One of the people I reconnected with was an old female friend. We had fallen out of touch after school. So when we met each other at the reunion, we were inseparable. We reminded each other of our embarrassing childhood moments and made jokes about how ugly we looked back then. It was nice to be blanketed by warm memories with an old friend.

At the end of the reunion, Grace and I exchanged contacts. She told me; “Let’s not be one of those people who say ‘Give me your number, and I will call you.’ Only to end up viewing each other’s WhatsApp status.” I laughed and promised to be in touch.

We started with the occasional, “Hello, how are you doing? Just checking up on you.” I would ask about her three kids, and she would ask about my wife. We would chitchat about our problems sometimes. Her struggles as a single mother of three children, and my struggles as a married man find us confiding in each other.

Along the lines of our friendship, I started seeing her differently. When I got horny, it was her face I saw. I would fantasize about laying her down and doing naughty things to her. I tried to kill the thoughts but they kept coming back. I tried to keep my distance from Grace but it didn’t work.
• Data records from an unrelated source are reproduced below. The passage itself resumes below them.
//! Wallet ledger: a single credit balance that only ever goes down.
//!
//! There is no top-up path. The dashboard shows a top-up control, but it is
//! not wired to any mutation.

use super::error::WalletError;
use super::state::LEDGER_HISTORY;

/// One successful debit, kept for the dashboard's transaction history.
#[derive(Clone, Debug, PartialEq)]
pub struct LedgerEntry {
    pub memo: String,
    pub amount: u32,
    pub balance_after: u32,
}

#[derive(Clone, Debug)]
pub struct Wallet {
    balance: u32,
    history: Vec<LedgerEntry>,
}

impl Wallet {
    pub fn new(balance: u32) -> Self {
        Self {
            balance,
            history: Vec::new(),
        }
    }

    pub fn balance(&self) -> u32 {
        self.balance
    }

    pub fn can_afford(&self, amount: u32) -> bool {
        amount <= self.balance
    }

    /// Take `amount` credits out of the wallet and return the new balance.
    /// Leaves the wallet untouched when the balance is too low.
    pub fn debit(&mut self, amount: u32, memo: &str) -> Result<u32, WalletError> {
        if !self.can_afford(amount) {
            return Err(WalletError::InsufficientFunds {
                balance: self.balance,
                requested: amount,
            });
        }
        self.balance -= amount;
        self.history.push(LedgerEntry {
            memo: memo.to_string(),
            amount,
            balance_after: self.balance,
        });
        if self.history.len() > LEDGER_HISTORY {
            self.history.remove(0);
        }
        Ok(self.balance)
    }

    /// Most recent debits, oldest first.
    pub fn history(&self) -> &[LedgerEntry] {
        &self.history
    }
}
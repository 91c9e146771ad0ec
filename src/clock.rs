//! Frame clock: turns `performance.now()` readings into whole ticks.
//!
//! The browser calls the draw callback at whatever rate it likes. Toast
//! expiry and anything else time-based only ever sees a tick count, so it
//! stays deterministic under test.

/// Longest gap between two frames that is honoured. A backgrounded tab can
/// stall for minutes; on return it only catches up this much.
const MAX_FRAME_GAP_MS: f64 = 500.0;

pub struct Clock {
    tick_ms: f64,
    /// Milliseconds seen but not yet turned into ticks.
    pending_ms: f64,
    last_ms: Option<f64>,
    pub elapsed_ticks: u64,
}

impl Clock {
    pub fn new(ticks_per_sec: u32) -> Self {
        Self {
            tick_ms: 1000.0 / ticks_per_sec.max(1) as f64,
            pending_ms: 0.0,
            last_ms: None,
            elapsed_ticks: 0,
        }
    }

    /// Record a frame timestamp and return the ticks that elapsed since the
    /// previous one. The first call only sets the baseline.
    pub fn advance(&mut self, now_ms: f64) -> u32 {
        let gap = self
            .last_ms
            .map(|prev| (now_ms - prev).clamp(0.0, MAX_FRAME_GAP_MS))
            .unwrap_or(0.0);
        self.last_ms = Some(now_ms);

        self.pending_ms += gap;
        let ticks = (self.pending_ms / self.tick_ms).floor() as u32;
        self.pending_ms -= ticks as f64 * self.tick_ms;
        self.elapsed_ticks += ticks as u64;
        ticks
    }
}

#[cfg(test)]
mod tests {
    use super::*;

    #[test]
    fn baseline_frame_yields_nothing() {
        let mut c = Clock::new(10);
        assert_eq!(c.advance(12_345.0), 0);
        assert_eq!(c.elapsed_ticks, 0);
    }

    #[test]
    fn whole_ticks_with_carry() {
        let mut c = Clock::new(10);
        c.advance(0.0);
        assert_eq!(c.advance(250.0), 2);
        // 50ms carried + 50ms new
        assert_eq!(c.advance(300.0), 1);
        assert_eq!(c.elapsed_ticks, 3);
    }

    #[test]
    fn stalled_tab_is_capped() {
        let mut c = Clock::new(10);
        c.advance(0.0);
        assert_eq!(c.advance(60_000.0), 5);
    }

    #[test]
    fn clock_going_backwards_is_ignored() {
        let mut c = Clock::new(10);
        c.advance(1_000.0);
        assert_eq!(c.advance(900.0), 0);
        assert_eq!(c.advance(1_000.0), 1);
    }

    #[test]
    fn toast_lifetime_at_sixty_fps() {
        use crate::market::state::{TICKS_PER_SEC, TOAST_TICKS};
        let mut c = Clock::new(TICKS_PER_SEC);
        c.advance(0.0);
        let mut total = 0;
        // 4 seconds of 60fps frames
        for frame in 1..=240 {
            total += c.advance(frame as f64 * 1000.0 / 60.0);
        }
        assert!(
            (TOAST_TICKS - 1..=TOAST_TICKS).contains(&total),
            "got {}",
            total
        );
    }
}
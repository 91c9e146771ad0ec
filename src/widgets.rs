//! Clickable UI components shared by every screen.
//!
//! Each component draws itself and registers the click targets for what it
//! drew, so the hit map can never drift from the rendered layout.
//!
//! - [`TabBar`]: one row of labels (navigation bar, filter tabs, plan picker).
//! - [`ClickableList`]: lines of text where some lines are buttons.

use ratzilla::ratatui::layout::Rect;
use ratzilla::ratatui::style::{Color, Style};
use ratzilla::ratatui::text::{Line, Span};
use ratzilla::ratatui::widgets::{Block, Paragraph};
use ratzilla::ratatui::Frame;

use crate::input::ClickState;

// ── TabBar ─────────────────────────────────────────────────────

/// ```ignore
/// TabBar::new(" │ ")
///     .tab("Marketplace", nav_style(View::Marketplace), NAV_MARKETPLACE)
///     .tab("EGP", currency_style, TOGGLE_CURRENCY)
///     .render(f, area, &mut cs);
/// ```
pub struct TabBar<'a> {
    tabs: Vec<(String, Style, u16)>,
    separator: &'a str,
    block: Option<Block<'a>>,
}

impl<'a> TabBar<'a> {
    pub fn new(separator: &'a str) -> Self {
        Self {
            tabs: Vec::new(),
            separator,
            block: None,
        }
    }

    pub fn tab(mut self, label: impl Into<String>, style: Style, action_id: u16) -> Self {
        self.tabs.push((label.into(), style, action_id));
        self
    }

    /// Borders are accounted for when placing targets.
    pub fn block(mut self, block: Block<'a>) -> Self {
        self.block = Some(block);
        self
    }

    pub fn render(self, f: &mut Frame, area: Rect, cs: &mut ClickState) {
        let sep_width = Line::from(self.separator).width() as u16;
        let mut spans: Vec<Span> = Vec::with_capacity(self.tabs.len() * 2);
        let mut widths: Vec<(u16, u16)> = Vec::with_capacity(self.tabs.len());

        for (i, (label, style, action_id)) in self.tabs.into_iter().enumerate() {
            if i > 0 {
                spans.push(Span::styled(
                    self.separator,
                    Style::default().fg(Color::DarkGray),
                ));
            }
            let padded = format!(" {} ", label);
            widths.push((Line::from(padded.as_str()).width() as u16, action_id));
            spans.push(Span::styled(padded, style));
        }

        let inner = self.block.as_ref().map(|b| b.inner(area)).unwrap_or(area);
        let paragraph = match self.block {
            Some(block) => Paragraph::new(Line::from(spans)).block(block),
            None => Paragraph::new(Line::from(spans)),
        };
        f.render_widget(paragraph, area);

        // Horizontal extent from the inner area; full outer height so the
        // border rows are tappable too.
        cs.register_tabs(
            &widths,
            sep_width,
            Rect::new(inner.x, area.y, inner.width, area.height.max(1)),
        );
    }
}

// ── ClickableList ──────────────────────────────────────────────

/// Lines paired with optional click actions.
///
/// Push lines in display order, render [`into_lines`](ClickableList::into_lines)
/// inside a `Paragraph`, and call
/// [`register_targets`](ClickableList::register_targets) with the same area.
pub struct ClickableList<'a> {
    lines: Vec<Line<'a>>,
    /// `(line index, action id)`
    actions: Vec<(usize, u16)>,
}

impl<'a> ClickableList<'a> {
    pub fn new() -> Self {
        Self {
            lines: Vec::new(),
            actions: Vec::new(),
        }
    }

    pub fn push(&mut self, line: Line<'a>) {
        self.lines.push(line);
    }

    pub fn push_clickable(&mut self, line: Line<'a>, action_id: u16) {
        self.actions.push((self.lines.len(), action_id));
        self.lines.push(line);
    }

    pub fn len(&self) -> usize {
        self.lines.len()
    }

    pub fn into_lines(self) -> Vec<Line<'a>> {
        self.lines
    }

    /// Register targets for every clickable line.
    ///
    /// * `top` / `bottom`: rows taken by borders (or padding) above and below.
    /// * `scroll`: visual rows scrolled off the top.
    /// * `wrap_width`: content width when the paragraph wraps, `0` when it
    ///   does not (one row per line).
    pub fn register_targets(
        &self,
        area: Rect,
        cs: &mut ClickState,
        top: u16,
        bottom: u16,
        scroll: u16,
        wrap_width: u16,
    ) {
        let first_row = area.y + top;
        let end_row = area.y + area.height.saturating_sub(bottom);

        // Visual row where each logical line starts, and how many rows it takes.
        let mut starts = Vec::with_capacity(self.lines.len());
        let mut row = 0u16;
        for line in &self.lines {
            let height = match wrap_width {
                0 => 1,
                w => (line.width().max(1)).div_ceil(w as usize) as u16,
            };
            starts.push((row, height));
            row += height;
        }

        for &(idx, action_id) in &self.actions {
            let Some(&(start, height)) = starts.get(idx) else {
                continue;
            };
            for visual in start..start + height {
                if visual < scroll {
                    continue;
                }
                let screen_row = first_row + (visual - scroll);
                if screen_row >= end_row {
                    break;
                }
                cs.add_row_target(area, screen_row, action_id);
            }
        }
    }
}
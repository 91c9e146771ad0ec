//! Static display data for the portfolio, messages, dashboard and data room.

pub struct Holding {
    pub name: &'static str,
    pub sector: &'static str,
    pub status: HoldingStatus,
    /// (label, value) pairs shown under the name.
    pub facts: [(&'static str, &'static str); 2],
}

#[derive(Clone, Copy, Debug, PartialEq)]
pub enum HoldingStatus {
    Active,
    Pending,
}

pub const PORTFOLIO_INVESTED: u64 = 450_000;
pub const PORTFOLIO_VALUE: u64 = 512_000;

pub const HOLDINGS: [Holding; 3] = [
    Holding {
        name: "Urban Eats",
        sector: "Fast Casual Dining Chain",
        status: HoldingStatus::Active,
        facts: [("Equity Owned", "2.5%"), ("Next Dividend", "Jun 15, 2025")],
    },
    Holding {
        name: "TechFlow Solutions",
        sector: "SaaS Enterprise Software",
        status: HoldingStatus::Active,
        facts: [("Invested Amount", "200,000 EGP"), ("Lock-up Period", "18 Months")],
    },
    Holding {
        name: "BioHealth Clinics",
        sector: "Healthcare Network",
        status: HoldingStatus::Pending,
        facts: [("Status", "Pending Deal"), ("Next Step", "Sign term sheet")],
    },
];

pub struct Chat {
    pub name: &'static str,
    pub role: &'static str,
    pub last_msg: &'static str,
    pub time: &'static str,
    pub unread: u8,
    /// (from_me, text, time)
    pub thread: &'static [(bool, &'static str, &'static str)],
}

pub const CHATS: [Chat; 3] = [
    Chat {
        name: "Urban Eats Founder",
        role: "Owner",
        last_msg: "The Q4 report is ready for your review.",
        time: "10:45 AM",
        unread: 2,
        thread: &[
            (
                false,
                "Hi there! The Q4 report is ready for your review. Let me know if you have any questions about the metrics.",
                "10:45 AM",
            ),
            (
                true,
                "Thanks! I'll take a look this afternoon and get back to you.",
                "10:48 AM",
            ),
        ],
    },
    Chat {
        name: "TechFlow Support",
        role: "Admin",
        last_msg: "Your transfer has been confirmed.",
        time: "Yesterday",
        unread: 0,
        thread: &[(false, "Your transfer has been confirmed.", "Yesterday")],
    },
    Chat {
        name: "Investment Manager",
        role: "CHANCE Team",
        last_msg: "Can we schedule a call for the new deal?",
        time: "2 Days ago",
        unread: 0,
        thread: &[(false, "Can we schedule a call for the new deal?", "2 Days ago")],
    },
];

#[derive(Clone, Copy, Debug, PartialEq)]
pub enum StageState {
    Done,
    Active,
    Waiting,
}

/// Business dashboard: listing application timeline.
pub const APPLICATION_STAGES: [(&str, &str, StageState); 4] = [
    ("Draft Created", "Dec 10", StageState::Done),
    ("Submitted for Review", "Dec 12", StageState::Done),
    ("ITI Verification", "In Progress", StageState::Active),
    ("Live on Market", "Pending", StageState::Waiting),
];

/// Business dashboard: the owner's own listings (name, status, investor unlocks).
pub const MY_LISTINGS: [(&str, &str, u32); 3] = [
    ("Urban Eats Franchise #1", "Live", 14),
    ("Urban Eats Franchise #2", "Live", 9),
    ("Urban Eats Franchise #3", "In review", 0),
];

/// Detail page data room: (name, type, size).
pub const DOCUMENTS: [(&str, &str, &str); 4] = [
    ("Pitch Deck 2024", "PDF", "2.4 MB"),
    ("Financial Statements", "XLS", "1.1 MB"),
    ("Franchise Agreement", "PDF", "850 KB"),
    ("Commercial Registration", "PDF", "450 KB"),
];

/// Hero banner headline figure, in EGP.
pub const CAPITAL_DEPLOYED: u64 = 145_000_000;

/// Dashboard header and stat tiles.
pub const CURRENT_PLAN: &str = "PREMIUM TIER";
pub const DEALS_CLOSED: u32 = 3;
pub const PENDING_ACTIONS: u32 = 2;
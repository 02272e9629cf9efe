//! Pagination types and traits
//!
//! Parameters accepted by the paginators and the page DTOs they produce.

use crate::error::Result;
use crate::guard;
use crate::query::{AsyncQueryable, Queryable};
use crate::types::{CursorKey, SortOrder};
use async_trait::async_trait;
use serde::{Serialize, Serializer};

/// Page size used when none is given
pub const DEFAULT_PAGE_SIZE: u32 = 10;

// ============================================================================
// Parameters
// ============================================================================

/// Parameters for page-number pagination
#[derive(Debug, Clone, Copy, PartialEq, Eq)]
pub struct PageParams {
    /// 1-based page number
    pub page: u32,
    /// Number of items per page
    pub page_size: u32,
}

impl Default for PageParams {
    fn default() -> Self {
        Self {
            page: 1,
            page_size: DEFAULT_PAGE_SIZE,
        }
    }
}

impl PageParams {
    /// Create page parameters
    pub fn new(page: u32, page_size: u32) -> Self {
        Self { page, page_size }
    }

    /// Check that both page and page size are positive
    pub fn validate(&self) -> Result<()> {
        guard::greater_than_zero(self.page, "page")?;
        guard::greater_than_zero(self.page_size, "page_size")
    }

    /// Number of items preceding this page
    pub fn offset(&self) -> u64 {
        u64::from(self.page.saturating_sub(1)) * u64::from(self.page_size)
    }
}

/// Parameters for cursor pagination
#[derive(Debug, Clone, PartialEq, Eq)]
pub struct CursorParams<K> {
    /// Number of items per page
    pub page_size: u32,
    /// Key to resume after; `None` starts from the first item in `order`
    pub cursor: Option<K>,
    /// Direction of traversal
    pub order: SortOrder,
}

impl<K> Default for CursorParams<K> {
    fn default() -> Self {
        Self {
            page_size: DEFAULT_PAGE_SIZE,
            cursor: None,
            order: SortOrder::Ascending,
        }
    }
}

impl<K: CursorKey> CursorParams<K> {
    /// Parameters for the first page
    pub fn new(page_size: u32) -> Self {
        Self {
            page_size,
            ..Default::default()
        }
    }

    /// Resume after the given cursor
    #[must_use]
    pub fn with_cursor(mut self, cursor: K) -> Self {
        self.cursor = Some(cursor);
        self
    }

    /// Set the traversal direction
    #[must_use]
    pub fn with_order(mut self, order: SortOrder) -> Self {
        self.order = order;
        self
    }

    /// Check that the page size is positive
    pub fn validate(&self) -> Result<()> {
        guard::greater_than_zero(self.page_size, "page_size")
    }

    /// Parameters for the page following `page`, if there is one
    pub fn next_for<T>(&self, page: &CursorPage<T, K>) -> Option<Self> {
        match (&page.next_cursor, page.has_more) {
            (Some(next), true) => Some(self.clone().with_cursor(next.clone())),
            _ => None,
        }
    }
}

// ============================================================================
// Paginator Traits
// ============================================================================

/// A pagination strategy over deferred queries
///
/// Paginators validate their parameters before touching the query and
/// materialize at most once per call.
pub trait Paginator<T, Q: Queryable<T>> {
    /// Parameters selecting a page
    type Params;
    /// Page produced
    type Output;

    /// Fetch one page of `query`
    fn paginate(&self, query: Q, params: &Self::Params) -> Result<Self::Output>;
}

/// A pagination strategy over queries that materialize asynchronously
#[async_trait]
pub trait AsyncPaginator<T, Q>: Send + Sync
where
    T: Send + 'static,
    Q: AsyncQueryable<T> + 'static,
{
    /// Parameters selecting a page
    type Params: Sync;
    /// Page produced
    type Output: Send;

    /// Fetch one page of `query`
    async fn paginate_async(&self, query: Q, params: &Self::Params) -> Result<Self::Output>;
}

// ============================================================================
// Result Traits
// ============================================================================

/// Common view over every page type
pub trait PaginationResult<T> {
    /// Items on this page
    fn items(&self) -> &[T];

    /// Requested page size
    fn page_size(&self) -> u32;

    /// Take ownership of the items
    fn into_items(self) -> Vec<T>;
}

/// Page produced by page-number pagination
pub trait PagedResult<T>: PaginationResult<T> {
    /// 1-based page number
    fn page(&self) -> u32;

    /// Total number of items, when known
    fn total_items(&self) -> Option<u64>;
}

/// Total number of pages needed for `total_items` items
pub fn total_pages(total_items: u64, page_size: u32) -> u64 {
    if page_size == 0 {
        return 0;
    }
    total_items.div_ceil(u64::from(page_size))
}

// ============================================================================
// Page DTOs
// ============================================================================

/// Page from offset pagination, without totals
#[derive(Debug, Clone, PartialEq, Eq, Serialize)]
pub struct Page<T> {
    pub items: Vec<T>,
    pub page: u32,
    pub page_size: u32,
    pub total_items: Option<u64>,
}

impl<T> Page<T> {
    /// Convert every item, keeping the pagination metadata
    pub fn map_items<U>(self, f: impl FnMut(T) -> U) -> Page<U> {
        Page {
            items: self.items.into_iter().map(f).collect(),
            page: self.page,
            page_size: self.page_size,
            total_items: self.total_items,
        }
    }
}

impl<T> PaginationResult<T> for Page<T> {
    fn items(&self) -> &[T] {
        &self.items
    }

    fn page_size(&self) -> u32 {
        self.page_size
    }

    fn into_items(self) -> Vec<T> {
        self.items
    }
}

impl<T> PagedResult<T> for Page<T> {
    fn page(&self) -> u32 {
        self.page
    }

    fn total_items(&self) -> Option<u64> {
        self.total_items
    }
}

/// Page from size-aware pagination, with item and page totals
#[derive(Debug, Clone, PartialEq, Eq, Serialize)]
pub struct SizedPage<T> {
    pub items: Vec<T>,
    pub page: u32,
    pub page_size: u32,
    pub total_items: u64,
    pub total_pages: u64,
}

impl<T> SizedPage<T> {
    /// Convert every item, keeping the pagination metadata
    pub fn map_items<U>(self, f: impl FnMut(T) -> U) -> SizedPage<U> {
        SizedPage {
            items: self.items.into_iter().map(f).collect(),
            page: self.page,
            page_size: self.page_size,
            total_items: self.total_items,
            total_pages: self.total_pages,
        }
    }

    /// Check if a later page exists
    pub fn has_next(&self) -> bool {
        u64::from(self.page) < self.total_pages
    }

    /// Check if an earlier page exists
    pub fn has_previous(&self) -> bool {
        self.page > 1
    }
}

impl<T> PaginationResult<T> for SizedPage<T> {
    fn items(&self) -> &[T] {
        &self.items
    }

    fn page_size(&self) -> u32 {
        self.page_size
    }

    fn into_items(self) -> Vec<T> {
        self.items
    }
}

impl<T> PagedResult<T> for SizedPage<T> {
    fn page(&self) -> u32 {
        self.page
    }

    fn total_items(&self) -> Option<u64> {
        Some(self.total_items)
    }
}

/// Page from cursor pagination
///
/// `next_cursor` is set exactly when `has_more` is, and holds the key of the
/// last item.
#[derive(Debug, Clone, PartialEq, Eq, Serialize)]
#[serde(bound(serialize = "T: Serialize, K: CursorKey"))]
pub struct CursorPage<T, K> {
    pub items: Vec<T>,
    #[serde(serialize_with = "serialize_cursor")]
    pub current_cursor: Option<K>,
    #[serde(serialize_with = "serialize_cursor")]
    pub next_cursor: Option<K>,
    pub has_more: bool,
    pub page_size: u32,
}

impl<T, K> CursorPage<T, K> {
    /// Convert every item, keeping the cursors
    pub fn map_items<U>(self, f: impl FnMut(T) -> U) -> CursorPage<U, K> {
        CursorPage {
            items: self.items.into_iter().map(f).collect(),
            current_cursor: self.current_cursor,
            next_cursor: self.next_cursor,
            has_more: self.has_more,
            page_size: self.page_size,
        }
    }
}

impl<T, K> PaginationResult<T> for CursorPage<T, K> {
    fn items(&self) -> &[T] {
        &self.items
    }

    fn page_size(&self) -> u32 {
        self.page_size
    }

    fn into_items(self) -> Vec<T> {
        self.items
    }
}

fn serialize_cursor<K: CursorKey, S: Serializer>(
    cursor: &Option<K>,
    serializer: S,
) -> std::result::Result<S::Ok, S::Error> {
    cursor
        .as_ref()
        .map(CursorKey::to_key_value)
        .serialize(serializer)
}
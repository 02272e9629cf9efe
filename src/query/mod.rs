//! Query module
//!
//! The contract a data source must satisfy to be paginated, plus an
//! in-process implementation of it.
//!
//! # Overview
//!
//! A query is deferred: `order_by`, `filter_key`, `skip` and `take` only
//! record work. `fetch` (or `fetch_async`) materializes it. Keys are chosen
//! with a [`KeySelector`], which pairs an extraction function with the name
//! of the key at the store level so both in-process and push-down sources
//! can honor it.

mod memory;
mod types;

pub use memory::MemorySource;
pub use types::{AsyncQueryable, KeyBound, KeySelector, Queryable};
When I couldn’t take it anymore, I opened up to her about my feelings.

I expected her to get angry at me. I expected her to call me a pig, and all the demeaning names women bestow on men who stray outside their marriage. Yes, I know this could ruin our friendship but I couldn’t contain my feelings anymore. I needed to get it off my chest and embrace the outcome.

To my surprise, she said, “I am okay with us having a sexual relationship if that’s what you want.” I was happy. I almost jumped for joy. Of course, that was what I wanted. The offer was too juicy to walk away from.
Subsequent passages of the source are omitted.